There is nothing that has upended a greater swath of medicine these past few years than studies on the microbiome. We’ve seen everything from your weight to depression tied to the bacteria in your gut. Now a new study again blows my mind by linking a type of bacteria in the gut to athletic performance? Let’s dig in.
What is the Microbiome?
Your microbiome is the community of bacteria that lives in your intestines. There are literally many trillions of these bacteria, of hundreds of different kinds, that live in your gut. These bacteria act as a second immune system and also eat the food you eat. They can also excrete good or bad chemicals.
When your gut microbiome isn’t happy, neither is the rest of your body. We’ve covered many topics over the years that demonstrate the power of our gut microbiome. Here are a few links to these:
- Parkinson’s disease may be linked to gut bacteria
- Bad gut bacteria may hurt your stem cells, while good gut bacteria may help
- Bad gut bacteria may lead to obesity
- Fake sweeteners can alter gut bacteria, leading to hyper-insulin secretion
Can Gut Bacteria Improve Athletic Performance?
In a new study, researchers have found that a specific type of bacteria is associated with your capacity for aerobic exercise. This type of bacteria, (Veillonella), may play a role in the conversion of lactate into propionate (a short chain fatty acid). Lactate is a by-product of glucose metabolism, and it is associated with exercise-related fatigue. Veillonella was not found in the microbiome of sedentary people.

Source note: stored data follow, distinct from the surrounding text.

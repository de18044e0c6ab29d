use bson::oid::ObjectId;
use bson::serde_helpers::chrono_datetime_as_bson_datetime;
use chrono::{DateTime, Utc};
use serde::{Deserialize, Serialize};
use std::fmt;

use crate::error::AppError;

/// The content kinds a slide block can carry.
#[derive(Debug, Clone, Copy, PartialEq, Eq, Hash, Serialize, Deserialize)]
#[serde(rename_all = "lowercase")]
pub enum BlockKind {
    Text,
    Image,
    Pdf,
    Video,
    Audio,
    Youtube,
    Markdown,
}

impl fmt::Display for BlockKind {
    fn fmt(&self, f: &mut fmt::Formatter<'_>) -> fmt::Result {
        let s = match self {
            BlockKind::Text => "text",
            BlockKind::Image => "image",
            BlockKind::Pdf => "pdf",
            BlockKind::Video => "video",
            BlockKind::Audio => "audio",
            BlockKind::Youtube => "youtube",
            BlockKind::Markdown => "markdown",
        };
        write!(f, "{s}")
    }
}

/// One typed content unit inside a slide.
///
/// `order` is local to the parent slide and is normalized on write
/// (sorted, then reindexed from 0) so the sub-ordering stays dense.
#[derive(Debug, Clone, PartialEq, Serialize, Deserialize)]
pub struct ContentBlock {
    #[serde(rename = "type")]
    pub kind: BlockKind,
    /// Raw text, a stored-file path, or a youtube URL depending on `kind`.
    pub content: String,
    pub order: i64,
}

/// A shareable unit containing an ordered list of slides.
#[derive(Debug, Clone, Serialize, Deserialize)]
pub struct Document {
    #[serde(rename = "_id", skip_serializing_if = "Option::is_none")]
    pub id: Option<ObjectId>,
    pub title: String,
    #[serde(default)]
    pub description: String,
    /// The authenticated identity that owns this document.
    pub author: String,
    /// Like set: each identity appears at most once.
    #[serde(default)]
    pub likes: Vec<String>,
    #[serde(with = "chrono_datetime_as_bson_datetime")]
    pub created_at: DateTime<Utc>,
    #[serde(with = "chrono_datetime_as_bson_datetime")]
    pub updated_at: DateTime<Utc>,
}

/// One ordered position within a document.
///
/// Invariant: for a given document the `order` values are exactly `0..n-1`.
/// All order mutations go through [`crate::db::slide_repository::SlideRepository`],
/// which renumbers transactionally.
#[derive(Debug, Clone, Serialize, Deserialize)]
pub struct Slide {
    #[serde(rename = "_id", skip_serializing_if = "Option::is_none")]
    pub id: Option<ObjectId>,
    pub document_id: ObjectId,
    #[serde(default)]
    pub content_blocks: Vec<ContentBlock>,
    /// Legacy single-content field, superseded by `content_blocks`.
    #[serde(default, skip_serializing_if = "Option::is_none")]
    pub content: Option<String>,
    #[serde(default, skip_serializing_if = "Option::is_none")]
    pub content_type: Option<BlockKind>,
    pub order: i64,
    #[serde(with = "chrono_datetime_as_bson_datetime")]
    pub created_at: DateTime<Utc>,
}

/// A reader comment attached to one slide.
///
/// `document_id` is denormalized from the slide so document-level
/// listings don't need a join.
#[derive(Debug, Clone, Serialize, Deserialize)]
pub struct Comment {
    #[serde(rename = "_id", skip_serializing_if = "Option::is_none")]
    pub id: Option<ObjectId>,
    pub slide_id: ObjectId,
    pub document_id: ObjectId,
    pub author: String,
    pub text: String,
    #[serde(with = "chrono_datetime_as_bson_datetime")]
    pub created_at: DateTime<Utc>,
}

/// Parse a path/body id into an ObjectId, mapping failure to a 400.
pub fn parse_object_id(value: &str, what: &str) -> Result<ObjectId, AppError> {
    ObjectId::parse_str(value).map_err(|_| AppError::BadRequest(format!("Invalid {what} id")))
}

/// Sort blocks by their client-supplied order, then reindex from 0.
pub fn normalize_blocks(mut blocks: Vec<ContentBlock>) -> Vec<ContentBlock> {
    blocks.sort_by_key(|b| b.order);
    for (i, block) in blocks.iter_mut().enumerate() {
        block.order = i as i64;
    }
    blocks
}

For the study, the researchers looked at the gut bacteria of 15 Boston Marathon runners and 10 non-runners. Stool samples were collected from all study participants one week prior to the marathon and one week following the race. Analysis of the microbiome showed that Veillonella was significantly more abundant in the runners’ gastrointestinal tract after the marathon, and the researchers were able to duplicate their findings when they studied another group of 87 similar athletes.
For the second part of their study, the researchers transferred the specific Veillonella from one of their runners into a group of mice, who then, when given a treadmill test, showed 13% greater improvement when compared to mice whose microbiome was unaltered!
A Gut Reboot to Kickstart a New Year’s Resolution?
Think about this for a minute. If this research holds up, we may see pills one day that contain these bacteria that are used to kick start a new exercise program. Or maybe Triathletes and Marathon runners will load up on them before a race?
The upshot? What we’re finding out about the microbiome blows my mind. Just a decade ago, the idea that the bacteria in your gut could have such wide-ranging impacts on health would have been considered ridiculous. However, here we are!